Rob, Jesse y Tress Marsh estuvieron a punto de unirse al campamento de verano local ya que sus padres tenían que trabajar durante todo el período vacacional, pero al final se quedaron en casa solos. Habían demostrado a sus padres que eran responsables, podían quedarse en casa sin supervisión de un adulto mientras ellos estaban fuera. Rob tenía trece años, así que ya era lo bastante mayor como para echarle un ojo a sus hermanos pequeños y cuidar de la casa. Ya era hora de que fuera asumiendo responsabilidades, argumentaba el señor Marsh. Dieron a su primogénito tareas e instrucciones muy simples: mantener la puerta cerrada, no dejar entrar bajo ningún concepto a desconocidos, no tocar el horno y vigilar a Jesse y Tress.
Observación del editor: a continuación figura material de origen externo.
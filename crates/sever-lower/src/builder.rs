//! Accumulates declared random variables and normalizes them into a
//! single log-density program (§4.I).
//!
//! The shape follows the teacher's accumulate-then-`build()`-and-validate
//! pipeline: callers call [`ModelBuilder::observe`], [`ModelBuilder::latent`],
//! and [`ModelBuilder::mixture`] in any order to accumulate declarations,
//! then [`ModelBuilder::build`] normalizes and validates the whole model
//! in one pass, surfacing every structural problem as
//! [`SeverError::InvalidModel`] rather than failing lazily mid-evaluation.

use std::collections::HashMap;

use indexmap::IndexMap;
use sever_autodiff::{eval_expr, Graph};
use sever_core::errors::ErrorInfo;
use sever_core::SeverError;
use sever_dist::{Mixture, MixtureComponent, Registry};
use sever_expr::{Expr, Lit, OperatorKind};

#[derive(Debug, Clone)]
enum Declaration {
    Observe {
        distribution: String,
        params: Vec<Expr>,
        value: Option<f64>,
    },
    Latent {
        distribution: String,
        params: Vec<Expr>,
    },
    Mixture {
        components: Mixture,
        params: Vec<Expr>,
    },
}

/// Accumulates named random-variable declarations, then normalizes them
/// into a [`LoweredModel`] against a [`Registry`].
#[derive(Debug, Clone, Default)]
pub struct ModelBuilder {
    declarations: IndexMap<String, Declaration>,
}
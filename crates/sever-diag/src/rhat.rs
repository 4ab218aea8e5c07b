//! Gelman-Rubin R-hat and multi-chain effective sample size.
//!
//! Both operate on a slice of already-finished chains' traces for one
//! named parameter (§4.H); neither mutates nor re-runs a sampler.

use sever_core::errors::ErrorInfo;
use sever_core::SeverError;
use sever_mcmc::ParameterTrace;

/// Computes the Gelman-Rubin convergence diagnostic R-hat for one
/// parameter across several independent chains.
///
/// Fails with [`SeverError::InsufficientChains`] when fewer than two
/// chains are supplied, and [`SeverError::InsufficientData`] when any
/// supplied chain has fewer than two recorded samples. Chain lengths may
/// differ; the shortest chain's length is used for every chain so that
/// per-chain statistics are computed over comparable windows.
pub fn gelman_rubin(chains: &[&ParameterTrace]) -> Result<f64, SeverError> {
    if chains.len() < 2 {
        return Err(SeverError::InsufficientChains(
            ErrorInfo::new(
                "DG001",
                format!("need at least 2 chains, got {}", chains.len()),
            )
            .with_hint("run a second chain with a distinct seed before computing R-hat"),
        ));
    }
    let n = chains.iter().map(|c| c.len()).min().unwrap_or(0);
    if n < 2 {
        return Err(SeverError::InsufficientData(
            ErrorInfo::new("DG002", format!("shortest chain has {n} samples, need at least 2")),
        ));
    }

    let per_chain_values: Vec<Vec<f64>> = chains
        .iter()
        .map(|c| c.values().into_iter().take(n).collect())
        .collect();

    let n_f = n as f64;
    let m_f = chains.len() as f64;

    let means: Vec<f64> = per_chain_values
        .iter()
        .map(|v| v.iter().sum::<f64>() / n_f)
        .collect();
    let variances: Vec<f64> = per_chain_values
        .iter()
        .zip(&means)
        .map(|(v, mean)| v.iter().map(|x| (x - mean).powi(2)).sum::<f64>() / (n_f - 1.0))
        .collect();

    let grand_mean = means.iter().sum::<f64>() / m_f;
    let between = n_f / (m_f - 1.0)
        * means
            .iter()
            .map(|mean| (mean - grand_mean).powi(2))
            .sum::<f64>();
    let within = variances.iter().sum::<f64>() / m_f;

    let v_hat = (n_f - 1.0) / n_f * within + between / n_f;
    Ok((v_hat / within).sqrt())
}

/// Sums per-chain effective sample size for one parameter across several
/// independent chains (§4.H "Multi-chain ESS").
pub fn multi_chain_ess(chains: &[&ParameterTrace]) -> f64 {
    chains.iter().map(|c| c.effective_sample_size()).sum()
}
#![deny(missing_docs)]
//! Mean-field coordinate-ascent variational inference solver for Sever.

/// Exact/score-function gradient path via `sever-autodiff` (§4.G, §9).
pub mod autodiff_gradient;
/// Solver configuration schema.
pub mod config;
/// Monte Carlo ELBO estimation.
pub mod elbo;
/// Variational families and per-variable distributions.
pub mod family;
/// The coordinate-ascent solver itself.
pub mod kernel;

pub use config::ViConfig;
pub use elbo::compute_elbo;
pub use family::{VarFamily, VariationalDist};
pub use kernel::{ConvergenceStats, GradientMode, ViSolver};
//! Deterministic RNG wrapper and seed-derivation helpers.

use rand::rngs::StdRng;
use rand::{RngCore, SeedableRng};
use siphasher::sip::SipHasher13;
use std::hash::Hasher;

/// Deterministic RNG handle exposed to Sever samplers and solvers.
///
/// The handle is a thin wrapper around `StdRng` that documents the seeding
/// policy used throughout the project. A master `seed: u64` must be provided by
/// the caller. Substreams (one per chain, replica, or variational variable)
/// are derived by hashing `(master_seed, substream_id)` with SipHash-1-3
/// configured with fixed zero keys. This rule is stable across platforms and
/// must be used whenever deterministic branching is required — no sampler
/// or solver shares a global RNG with another.
#[derive(Debug, Clone)]
pub struct RngHandle {
    rng: StdRng,
}

impl RngHandle {
    /// Creates a new RNG handle from a master seed.
    pub fn from_seed(seed: u64) -> Self {
        Self {
            rng: StdRng::seed_from_u64(seed),
        }
    }

    /// Returns a mutable reference to the underlying RNG for advanced usage.
    pub fn inner_mut(&mut self) -> &mut StdRng {
        &mut self.rng
    }
}

impl RngCore for RngHandle {
    fn next_u32(&mut self) -> u32 {
        self.rng.next_u32()
    }

    fn next_u64(&mut self) -> u64 {
        self.rng.next_u64()
    }

    fn fill_bytes(&mut self, dest: &mut [u8]) {
        self.rng.fill_bytes(dest)
    }

    fn try_fill_bytes(&mut self, dest: &mut [u8]) -> Result<(), rand::Error> {
        self.rng.try_fill_bytes(dest)
    }
}

/// Derives the deterministic seed for a specific substream.
pub fn derive_substream_seed(master_seed: u64, substream: u64) -> u64 {
    let mut hasher = SipHasher13::new_with_keys(0, 0);
    hasher.write_u64(master_seed);
    hasher.write_u64(substream);
    hasher.finish()
}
Si algo ocurría, la señora McKillop, la vecina, les echaría una mano.
Pasaron varias semanas y la casa seguía en pie y los niños ilesos. Todo parecía ir bien. Los niños se portaban bien.
De ahí la sorpresa que sintieron el señor y la señora Marsh cuando recibieron una llamada de la policía local. Salieron corriendo del trabajo para encontrarse el piano de la salita de estar en el césped, la ventana por la que había salido despedido hecha añicos, y los tres niños de pie junto a los agentes, contemplando el desastre que habían causado como si no supieran por qué habían pensado siquiera en hacer cosa semejante.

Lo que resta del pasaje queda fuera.